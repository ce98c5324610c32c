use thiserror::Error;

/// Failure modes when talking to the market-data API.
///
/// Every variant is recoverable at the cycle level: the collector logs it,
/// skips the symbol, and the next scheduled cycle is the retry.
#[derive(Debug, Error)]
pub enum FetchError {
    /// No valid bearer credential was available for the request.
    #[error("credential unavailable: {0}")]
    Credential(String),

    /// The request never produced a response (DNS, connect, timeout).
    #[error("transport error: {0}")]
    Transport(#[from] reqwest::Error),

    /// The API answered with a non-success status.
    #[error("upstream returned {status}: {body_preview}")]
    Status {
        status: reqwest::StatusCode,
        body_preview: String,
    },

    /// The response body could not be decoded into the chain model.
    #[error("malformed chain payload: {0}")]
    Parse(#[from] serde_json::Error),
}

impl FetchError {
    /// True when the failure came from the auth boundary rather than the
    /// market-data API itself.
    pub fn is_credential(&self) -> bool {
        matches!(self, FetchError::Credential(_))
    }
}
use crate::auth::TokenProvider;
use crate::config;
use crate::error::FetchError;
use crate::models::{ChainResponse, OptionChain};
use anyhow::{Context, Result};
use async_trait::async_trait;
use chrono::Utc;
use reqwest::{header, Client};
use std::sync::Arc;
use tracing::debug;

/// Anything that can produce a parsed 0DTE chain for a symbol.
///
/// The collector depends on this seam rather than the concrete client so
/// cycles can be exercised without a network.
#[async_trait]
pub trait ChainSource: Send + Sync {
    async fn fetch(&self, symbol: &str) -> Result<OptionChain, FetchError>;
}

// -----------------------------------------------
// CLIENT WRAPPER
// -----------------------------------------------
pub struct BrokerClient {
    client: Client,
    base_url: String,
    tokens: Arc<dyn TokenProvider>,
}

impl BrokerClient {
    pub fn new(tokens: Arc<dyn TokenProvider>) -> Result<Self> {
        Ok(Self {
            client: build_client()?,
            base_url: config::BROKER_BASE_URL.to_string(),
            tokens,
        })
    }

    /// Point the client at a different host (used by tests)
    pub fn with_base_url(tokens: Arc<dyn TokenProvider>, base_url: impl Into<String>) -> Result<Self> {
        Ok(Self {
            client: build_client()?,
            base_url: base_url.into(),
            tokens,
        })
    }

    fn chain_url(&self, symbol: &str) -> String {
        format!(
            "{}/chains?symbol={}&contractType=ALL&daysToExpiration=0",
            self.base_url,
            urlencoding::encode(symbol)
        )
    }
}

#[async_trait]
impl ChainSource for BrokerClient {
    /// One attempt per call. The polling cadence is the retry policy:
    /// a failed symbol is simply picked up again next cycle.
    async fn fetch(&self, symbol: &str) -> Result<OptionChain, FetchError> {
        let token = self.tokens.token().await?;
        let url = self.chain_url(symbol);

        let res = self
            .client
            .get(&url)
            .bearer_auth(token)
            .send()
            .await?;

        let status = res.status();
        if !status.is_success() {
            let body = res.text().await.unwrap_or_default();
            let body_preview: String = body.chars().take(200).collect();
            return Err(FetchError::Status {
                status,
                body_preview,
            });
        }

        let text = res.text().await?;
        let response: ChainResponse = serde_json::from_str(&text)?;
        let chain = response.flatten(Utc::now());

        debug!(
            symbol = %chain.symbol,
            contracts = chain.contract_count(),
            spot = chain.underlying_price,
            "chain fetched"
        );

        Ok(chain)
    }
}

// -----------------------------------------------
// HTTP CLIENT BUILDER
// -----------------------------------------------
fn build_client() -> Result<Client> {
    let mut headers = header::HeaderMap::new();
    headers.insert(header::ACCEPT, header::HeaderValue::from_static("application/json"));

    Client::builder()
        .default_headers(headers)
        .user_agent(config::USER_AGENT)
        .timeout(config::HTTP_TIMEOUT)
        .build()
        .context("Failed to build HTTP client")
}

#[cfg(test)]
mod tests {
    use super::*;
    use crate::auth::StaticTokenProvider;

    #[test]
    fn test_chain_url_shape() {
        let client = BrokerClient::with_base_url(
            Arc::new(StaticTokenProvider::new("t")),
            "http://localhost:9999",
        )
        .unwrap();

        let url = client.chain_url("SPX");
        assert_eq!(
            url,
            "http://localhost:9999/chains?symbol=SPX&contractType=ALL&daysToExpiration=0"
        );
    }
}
........
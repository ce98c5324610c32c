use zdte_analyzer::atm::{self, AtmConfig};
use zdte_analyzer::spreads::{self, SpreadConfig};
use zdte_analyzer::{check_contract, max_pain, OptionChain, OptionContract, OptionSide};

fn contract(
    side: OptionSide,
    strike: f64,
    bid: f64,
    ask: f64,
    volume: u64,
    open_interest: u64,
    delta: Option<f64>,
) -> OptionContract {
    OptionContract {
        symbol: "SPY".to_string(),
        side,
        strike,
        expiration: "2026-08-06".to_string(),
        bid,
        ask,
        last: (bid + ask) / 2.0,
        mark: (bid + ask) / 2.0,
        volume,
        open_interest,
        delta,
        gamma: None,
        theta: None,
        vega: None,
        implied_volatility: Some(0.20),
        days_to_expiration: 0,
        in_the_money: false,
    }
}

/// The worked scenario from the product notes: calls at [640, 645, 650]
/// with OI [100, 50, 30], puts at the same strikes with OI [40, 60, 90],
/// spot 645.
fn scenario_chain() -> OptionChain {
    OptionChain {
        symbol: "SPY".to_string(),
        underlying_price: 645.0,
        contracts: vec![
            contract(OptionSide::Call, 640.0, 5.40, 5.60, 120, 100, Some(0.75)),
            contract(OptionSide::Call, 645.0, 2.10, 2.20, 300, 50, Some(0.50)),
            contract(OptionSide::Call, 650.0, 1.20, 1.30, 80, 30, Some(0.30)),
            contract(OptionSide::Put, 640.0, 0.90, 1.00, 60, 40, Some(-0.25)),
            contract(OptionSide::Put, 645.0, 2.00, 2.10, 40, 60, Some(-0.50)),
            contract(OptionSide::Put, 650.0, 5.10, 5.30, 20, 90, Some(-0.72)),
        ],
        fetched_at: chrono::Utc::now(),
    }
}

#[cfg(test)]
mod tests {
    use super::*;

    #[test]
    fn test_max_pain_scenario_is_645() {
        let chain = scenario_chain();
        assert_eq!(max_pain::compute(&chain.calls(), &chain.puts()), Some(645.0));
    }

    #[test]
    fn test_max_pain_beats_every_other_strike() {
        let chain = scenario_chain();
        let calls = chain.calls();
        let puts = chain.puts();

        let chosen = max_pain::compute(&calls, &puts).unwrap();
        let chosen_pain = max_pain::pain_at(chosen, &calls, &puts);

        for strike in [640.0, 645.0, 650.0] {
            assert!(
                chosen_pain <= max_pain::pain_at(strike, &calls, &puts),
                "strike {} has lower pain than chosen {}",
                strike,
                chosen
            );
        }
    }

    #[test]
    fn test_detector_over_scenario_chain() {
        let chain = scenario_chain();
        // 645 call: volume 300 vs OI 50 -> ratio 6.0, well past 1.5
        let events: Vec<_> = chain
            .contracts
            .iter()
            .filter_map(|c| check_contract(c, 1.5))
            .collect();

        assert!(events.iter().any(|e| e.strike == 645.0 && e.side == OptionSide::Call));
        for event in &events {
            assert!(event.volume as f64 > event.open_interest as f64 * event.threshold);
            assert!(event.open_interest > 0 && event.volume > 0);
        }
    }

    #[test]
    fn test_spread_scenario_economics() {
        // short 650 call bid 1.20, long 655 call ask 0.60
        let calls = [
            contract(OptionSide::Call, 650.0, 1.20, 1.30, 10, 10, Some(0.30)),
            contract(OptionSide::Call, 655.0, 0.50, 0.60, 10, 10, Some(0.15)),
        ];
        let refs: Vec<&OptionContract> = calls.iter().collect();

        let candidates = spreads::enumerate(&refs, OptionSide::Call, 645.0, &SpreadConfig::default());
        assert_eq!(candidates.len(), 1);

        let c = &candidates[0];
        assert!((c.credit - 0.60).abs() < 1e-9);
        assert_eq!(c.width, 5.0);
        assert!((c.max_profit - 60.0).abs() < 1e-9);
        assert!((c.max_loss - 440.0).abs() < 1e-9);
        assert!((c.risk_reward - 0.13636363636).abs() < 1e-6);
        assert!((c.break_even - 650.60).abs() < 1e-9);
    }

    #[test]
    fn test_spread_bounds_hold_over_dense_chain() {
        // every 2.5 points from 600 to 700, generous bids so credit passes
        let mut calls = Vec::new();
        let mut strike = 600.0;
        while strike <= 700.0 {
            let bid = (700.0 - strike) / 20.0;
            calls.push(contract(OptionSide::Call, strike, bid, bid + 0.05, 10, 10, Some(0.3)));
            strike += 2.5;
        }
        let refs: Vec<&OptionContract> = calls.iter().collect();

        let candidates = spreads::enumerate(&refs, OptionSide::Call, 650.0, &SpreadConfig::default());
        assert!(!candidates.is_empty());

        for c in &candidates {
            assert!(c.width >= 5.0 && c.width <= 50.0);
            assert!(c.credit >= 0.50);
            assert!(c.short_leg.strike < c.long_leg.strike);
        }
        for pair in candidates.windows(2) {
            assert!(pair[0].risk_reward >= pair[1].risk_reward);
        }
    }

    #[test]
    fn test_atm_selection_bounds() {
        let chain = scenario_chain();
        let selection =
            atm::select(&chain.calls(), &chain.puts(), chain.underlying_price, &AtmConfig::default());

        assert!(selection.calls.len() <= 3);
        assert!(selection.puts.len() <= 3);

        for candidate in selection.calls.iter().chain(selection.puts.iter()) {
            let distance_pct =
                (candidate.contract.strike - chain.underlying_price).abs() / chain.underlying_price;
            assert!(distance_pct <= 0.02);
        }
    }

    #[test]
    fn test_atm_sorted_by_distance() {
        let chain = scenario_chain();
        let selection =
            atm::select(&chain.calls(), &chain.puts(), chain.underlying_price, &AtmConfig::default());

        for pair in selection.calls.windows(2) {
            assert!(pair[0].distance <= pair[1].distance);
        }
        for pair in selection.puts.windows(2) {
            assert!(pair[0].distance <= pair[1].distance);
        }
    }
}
........
Task prompt
Each line holding "contractType" in the records should be copied out.

The completed task
            "{}/chains?symbol={}&contractType=ALL&daysToExpiration=0",
            "http://localhost:9999/chains?symbol=SPX&contractType=ALL&daysToExpiration=0"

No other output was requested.